GALVANIC SKIN RESPONSE LABVIEW MANUAL
Moreover, these limitations are further exacerbated in ecological experiments if participants are free to move, requiring substantial manual interventions to correct head motion artefacts 9, 13. Other tracking methods have used a cross-correlation template matching to automate tracking but which still requires visual inspection to reliably extract temperature profiles 9, 10. This method depends heavily on clear facial landmarks to guide the manual ROI placement and is thus user dependent and time consuming, especially if data is acquired at a high sampling rate. Previous IRI studies of face have mostly relied on manual tracking to locate and extract thermal data, such that investigators manually place regions of interest (ROIs) on the intended region frame by frame 12. This has perhaps stalled its widespread adoption in psychophysiological research. However, being contact free, IRI also poses unique methodological challenges, for example motion tracking of the face and the reliable extraction of temperature signals from specific facial regions (nose, cheeks). Although IRI remains largely unexplored, a few studies have demonstrated its utility in ecologically valid studies to quantify the facial temperature profiles during discrete socio-emotional states 9– 11. Non-invasive imaging technologies like IRI could overcome the requirement for attaching sensors and improve the ecological-validity of psychophysics studies. However, most conventional psychophysics techniques (GSR, HR) require sensors attached to the body and could compromise the emotional experience and reduce the ecological validity of the experiments 8. Psychophysics measurement techniques are essential to the investigation of the bodily responses that are an integral component of emotional experience 5 and their dysfunctions in patients with affective disorders 6, 7. IRI of face thus has the potential to be a complimentary tool to GSR and HR to quantify physiological status of the body. A thermal imaging technique uses an infra-red camera to capture temperature variations. In mammals, surface body temperature is constantly influenced by the autonomic nervous system (ANS) through the control of blood perfusion to the surface of the skin, supporting the use of thermal imaging (infra-red-imaging-IRI) in psychophysiological research 1– 4. However, the face is a primary region for the expression of emotional states, leading to changes in facial cutaneous blood flow (“blushing” or “turning pale”).

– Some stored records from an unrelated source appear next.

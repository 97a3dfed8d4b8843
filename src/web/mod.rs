pub mod static_files;
pub mod websocket;
impl BackupReport {
    /// Plain text body. The first line is the keyword Healthchecks matches on.
    pub fn render(&self, keyword: &str, include_log: bool, max_log_chars: usize) -> String {
        let mut lines = vec![
            keyword.trim().to_string(),
            format!("Backup: {}", self.repo_name),
            format!("Snapshot ID: {}", self.snapshot_id),
            format!("Trigger: {}", self.trigger),
            format!("Source: {}", self.source_path),
            format!("Target: {}", self.target),
            format!("Finished: {}", self.finished_at.to_rfc3339()),
        ];
        if let Some(duration) = self.duration_s {
            lines.push(format!("Duration (s): {:.2}", duration));
        }

        match &self.summary {
            Some(ChangeReport::Available(summary)) => {
                lines.push(format!("Revision created: #{}", summary.created_revision));
                if let Some(previous) = summary.previous_revision {
                    lines.push(format!("Previous revision: #{}", previous));
                }
                lines.push(format!("Files in snapshot: {}", summary.file_count));
                lines.push(format!(
                    "Changes: new={} changed={} deleted={}",
                    summary.new_count, summary.changed_count, summary.deleted_count
                ));
            }
            Some(ChangeReport::Unavailable { message, .. }) => lines.push(format!("Summary: {}", message)),
            None => {}
        }

        let log = self.log.trim();
        if include_log && !log.is_empty() {
            let log = if log.chars().count() > max_log_chars {
                lines.push(format!("(Log truncated to the last {} characters)", max_log_chars));
                tail(log, max_log_chars)
            } else {
                log.to_string()
            };
            lines.push(String::new());
            lines.push("=== BACKUP LOG ===".to_string());
            lines.push(log);
        }

        lines.join("\n")
    }

    fn title(&self) -> &str {
        if !self.repo_name.is_empty() {
            &self.repo_name
        } else if !self.snapshot_id.is_empty() {
            &self.snapshot_id
        } else {
            "backup"
        }
    }
}
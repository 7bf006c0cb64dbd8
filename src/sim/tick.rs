//! Per-frame simulation tick
//!
//! Runs once per display refresh while the session is `Running`: spawn
//! decision, obstacle advance, collision pass, off-screen cull. Distances are
//! in surface pixels; speeds are pixels per tick.

use glam::Vec2;
use rand::Rng;

use super::circles_overlap;
use super::state::{GamePhase, GameState, Obstacle, ObstacleKind};
use crate::consts::*;

/// Advance the session by one tick. No-op unless `Running`.
pub fn tick(state: &mut GameState) {
    if state.phase != GamePhase::Running {
        return;
    }

    state.tick_count += 1;

    if state.tick_count % SPAWN_INTERVAL == 0 {
        spawn_obstacle(state);
    }

    for obstacle in &mut state.obstacles {
        obstacle.pos.y += obstacle.fall_speed;
    }

    let ship_pos = state.ship.pos;
    let ship_radius = state.ship.radius;

    let mut i = 0;
    while i < state.obstacles.len() {
        let obstacle = state.obstacles[i];
        if circles_overlap(ship_pos, ship_radius, obstacle.pos, obstacle.size) {
            match obstacle.kind {
                ObstacleKind::Hazard => {
                    // Terminal: freeze the remaining obstacles for the
                    // retained final frame
                    state.phase = GamePhase::Over;
                    state.best_score = state.best_score.max(state.score);
                    log::info!(
                        "session over at tick {} with score {} (best {})",
                        state.tick_count,
                        state.score,
                        state.best_score
                    );
                    return;
                }
                ObstacleKind::Pickup => {
                    // Order is irrelevant to gameplay
                    state.obstacles.swap_remove(i);
                    state.score += PICKUP_REWARD;
                    continue;
                }
            }
        }
        i += 1;
    }

    // Every hazard that falls off uncollided pays out, however many are in
    // flight at once
    let bottom = state.height + CULL_MARGIN;
    let mut dodged = 0u32;
    state.obstacles.retain(|obstacle| {
        if obstacle.pos.y > bottom {
            if obstacle.kind == ObstacleKind::Hazard {
                dodged += 1;
            }
            false
        } else {
            true
        }
    });
    state.score += dodged * SURVIVAL_REWARD;
}

/// Create one obstacle above the top edge. Random draws happen in a fixed
/// order (x position, variant, size) so runs replay exactly from a seed.
fn spawn_obstacle(state: &mut GameState) {
    let x = state.rng.random_range(0.0..state.width);
    let kind = if state.rng.random::<f32>() < PICKUP_CHANCE {
        ObstacleKind::Pickup
    } else {
        ObstacleKind::Hazard
    };
    let size = match kind {
        ObstacleKind::Pickup => PICKUP_SIZE,
        ObstacleKind::Hazard => HAZARD_SIZE_MIN + state.rng.random::<f32>() * HAZARD_SIZE_JITTER,
    };

    state.obstacles.push(Obstacle {
        pos: Vec2::new(x, -SPAWN_MARGIN),
        kind,
        fall_speed: BASE_FALL_SPEED + state.score as f32 * SPEED_GROWTH,
        size,
    });
}
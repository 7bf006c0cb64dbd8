//! Horizon Velocity - the obstacle-dodging mini-game from the Horizon Studio site
//!
//! Core modules:
//! - `sim`: Deterministic simulation (spawning, movement, collisions, scoring)
//! - `renderer`: Procedural vector shapes + Canvas 2D painter
//! - `audio`: Procedural UI sound cues (Web Audio, wasm only)

#[cfg(target_arch = "wasm32")]
pub mod audio;
pub mod renderer;
pub mod sim;

pub use sim::{GamePhase, GameState, ObstacleKind};

/// Game configuration constants
pub mod consts {
    /// Ship visual scale; also its collision radius
    pub const SHIP_SIZE: f32 = 30.0;
    /// Ship rests this far above the bottom edge
    pub const SHIP_BOTTOM_OFFSET: f32 = 80.0;

    /// Ticks between obstacle spawns
    pub const SPAWN_INTERVAL: u64 = 40;
    /// Probability that a spawned obstacle is a Pickup rather than a Hazard
    pub const PICKUP_CHANCE: f32 = 0.30;
    /// Pickups are a fixed size
    pub const PICKUP_SIZE: f32 = 15.0;
    /// Hazard size is HAZARD_SIZE_MIN + uniform(0..HAZARD_SIZE_JITTER)
    pub const HAZARD_SIZE_MIN: f32 = 20.0;
    pub const HAZARD_SIZE_JITTER: f32 = 10.0;

    /// Base fall speed in surface pixels per tick
    pub const BASE_FALL_SPEED: f32 = 5.0;
    /// Extra fall speed per point of score at spawn time
    pub const SPEED_GROWTH: f32 = 0.05;

    /// Obstacles spawn this far above the top edge
    pub const SPAWN_MARGIN: f32 = 50.0;
    /// Obstacles are culled once past the bottom edge by this margin
    pub const CULL_MARGIN: f32 = 50.0;

    /// Score for collecting a Pickup
    pub const PICKUP_REWARD: u32 = 10;
    /// Score for a Hazard leaving the screen uncollided
    pub const SURVIVAL_REWARD: u32 = 1;
}
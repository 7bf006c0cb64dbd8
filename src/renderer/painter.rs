//! Immediate-mode Canvas 2D painter
//!
//! Clears and redraws the whole surface every frame from the current
//! simulation state. The painter owns the drawing surface exclusively;
//! nothing else writes to the canvas.

use std::f64::consts::TAU;

use glam::Vec2;
use wasm_bindgen::{JsCast, JsValue};
use web_sys::{CanvasRenderingContext2d, HtmlCanvasElement};

use super::shapes;
use crate::sim::{GameState, Obstacle, ObstacleKind};

const SHIP_COLOR: &str = "#fff";
const GLOW_BLUE: &str = "#3b82f6";
const HAZARD_COLOR: &str = "#ef4444";
const PICKUP_CORE_COLOR: &str = "#fff";

pub struct Painter {
    canvas: HtmlCanvasElement,
    ctx: CanvasRenderingContext2d,
}

impl Painter {
    pub fn new(canvas: HtmlCanvasElement) -> Result<Self, JsValue> {
        let ctx = canvas
            .get_context("2d")?
            .ok_or_else(|| JsValue::from_str("canvas has no 2d context"))?
            .dyn_into::<CanvasRenderingContext2d>()?;
        Ok(Self { canvas, ctx })
    }

    /// The page can tear the game section out of the DOM under us
    pub fn is_attached(&self) -> bool {
        self.canvas.is_connected()
    }

    /// Clear the surface and draw the ship and every live obstacle.
    /// `flame_length` is the current engine-flame flicker, render-only state.
    pub fn draw_frame(&self, state: &GameState, flame_length: f32) {
        self.ctx
            .clear_rect(0.0, 0.0, state.width as f64, state.height as f64);
        self.draw_ship(state.ship.pos, state.ship.radius, flame_length);
        for obstacle in &state.obstacles {
            self.draw_obstacle(obstacle);
        }
    }

    fn trace(&self, points: &[Vec2]) {
        self.ctx.begin_path();
        let Some(first) = points.first() else { return };
        self.ctx.move_to(first.x as f64, first.y as f64);
        for p in &points[1..] {
            self.ctx.line_to(p.x as f64, p.y as f64);
        }
        self.ctx.close_path();
    }

    fn draw_ship(&self, pos: Vec2, size: f32, flame_length: f32) {
        self.ctx.save();
        let _ = self.ctx.translate(pos.x as f64, pos.y as f64);

        self.ctx.set_shadow_blur(15.0);
        self.ctx.set_shadow_color(GLOW_BLUE);

        self.trace(&shapes::ship_hull(size));
        self.ctx.set_fill_style_str(SHIP_COLOR);
        self.ctx.fill();

        self.trace(&shapes::engine_flame(size, flame_length));
        self.ctx.set_fill_style_str(GLOW_BLUE);
        self.ctx.fill();

        self.ctx.restore();
    }

    fn draw_obstacle(&self, obstacle: &Obstacle) {
        self.ctx.save();
        let _ = self
            .ctx
            .translate(obstacle.pos.x as f64, obstacle.pos.y as f64);

        match obstacle.kind {
            ObstacleKind::Hazard => {
                self.ctx.set_shadow_blur(10.0);
                self.ctx.set_shadow_color(HAZARD_COLOR);
                self.trace(&shapes::hazard_star(obstacle.size));
                self.ctx.set_fill_style_str(HAZARD_COLOR);
                self.ctx.fill();
            }
            ObstacleKind::Pickup => {
                self.ctx.set_shadow_blur(15.0);
                self.ctx.set_shadow_color(GLOW_BLUE);

                self.ctx.begin_path();
                let _ = self.ctx.arc(0.0, 0.0, obstacle.size as f64, 0.0, TAU);
                self.ctx.set_fill_style_str(GLOW_BLUE);
                self.ctx.fill();

                let core = (obstacle.size * shapes::PICKUP_CORE_RATIO) as f64;
                self.ctx.begin_path();
                let _ = self.ctx.arc(0.0, 0.0, core, 0.0, TAU);
                self.ctx.set_fill_style_str(PICKUP_CORE_COLOR);
                self.ctx.fill();
            }
        }

        self.ctx.restore();
    }
}
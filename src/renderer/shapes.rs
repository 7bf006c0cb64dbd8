//! Procedural shape geometry for the game's vector look
//!
//! Everything on screen is drawn from these point lists; there are no image
//! assets. Coordinates are local to the entity (origin at its position,
//! +y down, matching the canvas).

use glam::Vec2;
use std::f32::consts::{PI, TAU};

/// Spike count of the hazard star
pub const HAZARD_SPIKES: usize = 8;

/// Inner highlight radius of a pickup, as a fraction of its size
pub const PICKUP_CORE_RATIO: f32 = 1.0 / 3.0;

/// Ship hull: nose up, swept wings, notched tail
pub fn ship_hull(size: f32) -> [Vec2; 4] {
    [
        Vec2::new(0.0, -size),
        Vec2::new(size / 1.5, size),
        Vec2::new(0.0, size / 1.5),
        Vec2::new(-size / 1.5, size),
    ]
}

/// Engine flame triangle; `length` is how far the plume extends past the hull
pub fn engine_flame(size: f32, length: f32) -> [Vec2; 3] {
    [
        Vec2::new(-size / 3.0, size),
        Vec2::new(0.0, size + length),
        Vec2::new(size / 3.0, size),
    ]
}

/// Jagged star polygon for hazards: spikes at the outer radius `size`,
/// valleys at half of it
pub fn hazard_star(size: f32) -> Vec<Vec2> {
    let inner = size / 2.0;
    let mut points = Vec::with_capacity(HAZARD_SPIKES * 2);
    for i in 0..HAZARD_SPIKES {
        let theta = TAU * i as f32 / HAZARD_SPIKES as f32;
        points.push(Vec2::new(theta.cos() * size, theta.sin() * size));
        let mid = theta + PI / HAZARD_SPIKES as f32;
        points.push(Vec2::new(mid.cos() * inner, mid.sin() * inner));
    }
    points
}

#[cfg(test)]
mod tests {
    use super::*;

    #[test]
    fn test_hazard_star_alternates_radii() {
        let size = 20.0;
        let points = hazard_star(size);
        assert_eq!(points.len(), HAZARD_SPIKES * 2);

        for (i, p) in points.iter().enumerate() {
            let r = p.length();
            let expected = if i % 2 == 0 { size } else { size / 2.0 };
            assert!((r - expected).abs() < 1e-3, "point {i} at radius {r}");
        }
    }

    #[test]
    fn test_ship_hull_points_nose_up() {
        let hull = ship_hull(30.0);
        let nose = hull[0];
        // Nose is the topmost vertex (canvas +y is down)
        assert!(hull.iter().skip(1).all(|p| p.y > nose.y));
        // Wings are symmetric about the vertical axis
        assert_eq!(hull[1].x, -hull[3].x);
        assert_eq!(hull[1].y, hull[3].y);
    }

    #[test]
    fn test_engine_flame_extends_below_hull() {
        let size = 30.0;
        let flame = engine_flame(size, 25.0);
        assert_eq!(flame[1].y, size + 25.0);
        assert!(flame[0].y < flame[1].y && flame[2].y < flame[1].y);
    }
}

GALVANIC SKIN RESPONSE LABVIEW SKIN
In psycho-physiological research, the measures to capture heart related changes (heart rate-HR) and sweat related responses have been traditionally quantified with well validated measures such as electro-cardiogram (ECG) and skin conductance (galvanic skin response-GSR) respectively. These phrases embody various distinct physiological systemic changes. Our lexicon is abundant with phrases that ascribe emotions to bodily changes: “pounding heart” for fear, “sweaty palms” for anxiety, or “going red in the face” for embarrassment. Newer methodological developments for reliable temperature extraction promise to boost IRI use as an ecologically-valid technique in social and affective neuroscience. These results demonstrate that our methodology offers a sensitive and robust tool to capture facial physiological changes with minimal manual intervention and manual pre-processing of signals. Additionally, this response was quite rapid at around 4–5 seconds, starting less than 2 seconds following the GSR changes. We found that the temperatures of selected facial regions, particularly the nose tip, significantly decreased after the auditory stimulus. We compared thermal responses with psycho-physiological sensor-based tools of galvanic skin response (GSR) and electrocardiography (ECG). We applied this method to physiological responses elicited by a sudden auditory stimulus, to determine if facial temperature changes induced by a stimulus of a loud sound can be detected. Here, we developed a novel semi-automated thermal signal extraction method employing deep learning algorithms for facial landmark identification. Exploiting its potential thus depends on advances in analytical methods. Investigating facial regions and subsequent reliable signal extraction from IRI data is challenging due to head motion artefacts. Unlike traditional physiological measures (like skin conductance and heart rate), it is uniquely contact-free, substantially enhancing its ecological validity. Thermal Imaging (Infrared-Imaging-IRI) is a promising new technique for psychophysiological research and application.